John Ruskin was appalled, complaining that Cook had “made race courses of the cathedrals of the earth”. The novelist Charles Lever agreed, fearing that Cook was bringing to Europe “everything that is low-bred, vulgar and ridiculous”. Perhaps these were the prototype football hooligans? Or it may have been simple snobbery — as Evelyn Waugh would later say, “the tourist is the other fellow”.
No book with such ambitious scope could include everything, but one or two omissions are baffling. The chapter on sport focuses on racing, football and cycling — three sports from different parts of the class spectrum. Nonetheless (and I may be biased), I was surprised that a study of Victorian “sporting life” did not mention W. G. Grace, regarded as the “second most famous man in England”. He was the first great sporting celebrity — the David Beckham of his day. And of all the commodities that the Victorians gave us, celebrity is now among the most deep-seated.

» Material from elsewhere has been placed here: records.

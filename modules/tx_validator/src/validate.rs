//! Full validation of a submitted transaction
//!
//! Phases run in a fixed order and the first failure wins. Nothing outside the returned
//! [`StagedDelta`] is modified, so a rejected transaction leaves the ledger untouched.

use crate::{
    certificates,
    context::{LedgerContext, StagedDelta},
    evaluator::Evaluator,
    fees, governance,
    utxo::{
        validate_collateral_amount, validate_collateral_keys, validate_disjoint,
        validate_outputs, validate_shape, validate_validity_interval,
    },
    witnesses::WitnessInventory,
};
use emulator_common::{
    validation::{ValidationError, ValidationResult},
    Credential, Datum, RedeemerTag, Transaction, TxOutput, UTxOIdentifier, ValueBalance,
};
use emulator_module_utxo_state::UTxOLookup;
use std::collections::BTreeSet;
use tracing::{debug, info};

type Resolved = Vec<(UTxOIdentifier, TxOutput)>;

fn resolve<L: UTxOLookup>(
    utxos: &L,
    inputs: &BTreeSet<UTxOIdentifier>,
    not_found: fn(UTxOIdentifier) -> ValidationError,
) -> ValidationResult<Resolved> {
    inputs
        .iter()
        .map(|input| match utxos.lookup_utxo(input) {
            Some(output) => Ok((*input, output)),
            None => Err(Box::new(not_found(*input))),
        })
        .collect()
}

fn index(i: usize) -> ValidationResult<u32> {
    Ok(u32::try_from(i).map_err(|_| anyhow::anyhow!("Redeemer index {i} out of range"))?)
}

fn consume_datum(inventory: &mut WitnessInventory, output: &TxOutput) {
    if let Some(Datum::Hash(hash)) = &output.datum {
        inventory.consume_datum(hash);
    }
}

/// Validate `tx` against `ctx` and collect everything accepting it changes
pub async fn validate_and_stage<L: UTxOLookup + Sync>(
    ctx: &LedgerContext<'_, L>,
    tx: &Transaction,
    evaluator: &dyn Evaluator,
) -> ValidationResult<StagedDelta> {
    let tx_hash = tx.id();
    let body = &tx.body;
    let params = ctx.params;
    debug!("Validating {tx_hash} at slot {}", ctx.slot);

    validate_shape(tx, ctx.network, params)?;

    // Witness inventory and resolution
    let mut inventory = WitnessInventory::new(tx, &tx_hash)?;
    let inputs = resolve(ctx.utxos, &body.inputs, |input| ValidationError::InputNotFound {
        input,
    })?;
    let reference_inputs = resolve(ctx.utxos, &body.reference_inputs, |input| {
        ValidationError::ReferenceInputNotFound { input }
    })?;
    let collateral = resolve(ctx.utxos, &body.collateral, |input| {
        ValidationError::CollateralInputNotFound { input }
    })?;

    let mut ref_script_size: u64 = 0;
    for (_, output) in inputs.iter().chain(reference_inputs.iter()) {
        if let Some(script) = &output.script_ref {
            inventory.add_script_ref(script);
            ref_script_size = ref_script_size.saturating_add(script.size());
        }
    }

    validate_disjoint(tx)?;

    // Consumption: spends in input order, withdrawals, mints, required signers, datums
    for (i, (_, output)) in inputs.iter().enumerate() {
        inventory.require(&output.address.payment, RedeemerTag::Spend, index(i)?)?;
    }
    for (i, account) in body.withdrawals.keys().enumerate() {
        inventory.require(&account.credential, RedeemerTag::Reward, index(i)?)?;
    }
    for (i, policy) in body.mint.keys().enumerate() {
        inventory.require(&Credential::ScriptHash(*policy), RedeemerTag::Mint, index(i)?)?;
    }
    for signer in &body.required_signers {
        inventory.require_key(signer)?;
    }
    for (_, output) in inputs.iter().chain(reference_inputs.iter()) {
        consume_datum(&mut inventory, output);
    }
    for output in &body.outputs {
        consume_datum(&mut inventory, output);
    }

    // Balance: consumed minus produced
    let mut ledger = ctx.scratch();
    let mut balance = ValueBalance::new();
    for (_, output) in &inputs {
        balance += &output.value;
    }
    for (account, amount) in &body.withdrawals {
        ledger.accounts.process_withdrawal(account, *amount)?;
        balance.add_lovelace(*amount);
    }
    for output in &body.outputs {
        balance -= &output.value;
    }
    balance.sub_lovelace(body.fee);
    let donation = body.donation.unwrap_or(0);
    balance.sub_lovelace(donation);
    balance.add_mint(&body.mint);

    validate_outputs(tx, params)?;

    // Collateral inputs are key-locked and witnessed whether or not scripts run
    validate_collateral_keys(&collateral)?;
    for (_, output) in &collateral {
        inventory.require(&output.address.payment, RedeemerTag::Spend, 0)?;
    }
    if inventory.has_redeemers() {
        validate_collateral_amount(tx, &collateral, params.collateral_percentage)?;
    }

    validate_validity_interval(tx, ctx.slot)?;

    for (i, cert) in body.certificates.iter().enumerate() {
        for credential in cert.required_witnesses() {
            inventory.require(&credential, RedeemerTag::Cert, index(i)?)?;
        }
        let charge = certificates::charge(cert, params, &ledger)?;
        certificates::apply(cert, &mut ledger, params, ctx.epoch, ctx.network)?;
        balance.sub_lovelace(charge.deposit);
        balance.add_lovelace(charge.refund);
    }

    let proposals = governance::validate_proposals(
        tx,
        &tx_hash,
        params,
        ctx.governance,
        ctx.epoch,
        &mut ledger,
        &mut inventory,
    )?;
    balance.sub_lovelace(proposals.deposits);
    let votes = governance::validate_votes(
        tx,
        params,
        ctx.governance,
        ctx.epoch,
        &mut ledger,
        &mut inventory,
    )?;

    inventory.check_extraneous()?;

    // Size, scripts and fee
    let size = tx.size();
    if size > params.max_transaction_size {
        return Err(Box::new(ValidationError::TxTooLarge {
            size,
            max: params.max_transaction_size,
        }));
    }

    let evaluated = if inventory.has_redeemers() {
        let resolved: Resolved = inputs.iter().chain(reference_inputs.iter()).cloned().collect();
        evaluator.evaluate(tx, &resolved).await.map_err(|e| {
            Box::new(ValidationError::EvaluationFailure {
                reason: e.to_string(),
            })
        })?
    } else {
        Vec::new()
    };
    for redeemer in &evaluated {
        let declared = inventory.declared_budget(&redeemer.pointer()).ok_or_else(|| {
            Box::new(ValidationError::UndeclaredRedeemer {
                tag: redeemer.tag,
                index: redeemer.index,
            })
        })?;
        if !declared.covers(&redeemer.ex_units) {
            return Err(Box::new(ValidationError::UnderestimatedBudget {
                tag: redeemer.tag,
                index: redeemer.index,
                declared,
                evaluated: redeemer.ex_units,
            }));
        }
    }

    let minimum = fees::minimum_fee(params, ctx.ref_script_fee, size, &evaluated, ref_script_size)?;
    if body.fee < minimum {
        return Err(Box::new(ValidationError::FeeTooSmall {
            declared: body.fee,
            minimum,
        }));
    }

    if !balance.is_zero() {
        return Err(Box::new(ValidationError::ValueNotConserved {
            delta: balance.to_string(),
        }));
    }

    ledger.accounts.collect_fee(body.fee)?;
    ledger.accounts.donate(donation)?;

    let produces = body
        .outputs
        .iter()
        .enumerate()
        .map(|(i, output)| (UTxOIdentifier::new(tx_hash, i as u64), output.clone()))
        .collect();

    info!(
        "Accepted {tx_hash}: {} inputs, {} outputs, fee {} (minimum {minimum}), {} certificates, {} proposals, {} votes",
        inputs.len(),
        body.outputs.len(),
        body.fee,
        body.certificates.len(),
        proposals.proposals.len(),
        votes.len()
    );

    Ok(StagedDelta {
        tx_hash,
        consumes: inputs.into_iter().map(|(input, _)| input).collect(),
        produces,
        datums: inventory.datums(),
        fee: body.fee,
        donation,
        proposals: proposals.proposals,
        votes,
        ledger,
    })
}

Consuming Passions is richly detailed, perhaps too much so. There may be a little too much evidence hanging on too few provocative ideas. Each chapter has memorable quotations and telling statistics, but there is a danger of them being lost among dozens of others. The thematic structure and number of examples slow the narrative drive — perhaps it is more a book to dip into rather than read straight through.
I felt increasingly like a shopper at an enormous sale, looking at goods piled to the ceiling. Many might be worth buying, but after a while my enthusiasm for foraging waned. A little more boutique treatment — fewer clothes and more shelf-space — would have been refreshing. But Consuming Passions is an impressive achievement, authoritative, serious and ambitious. Perhaps even a touch Victorian?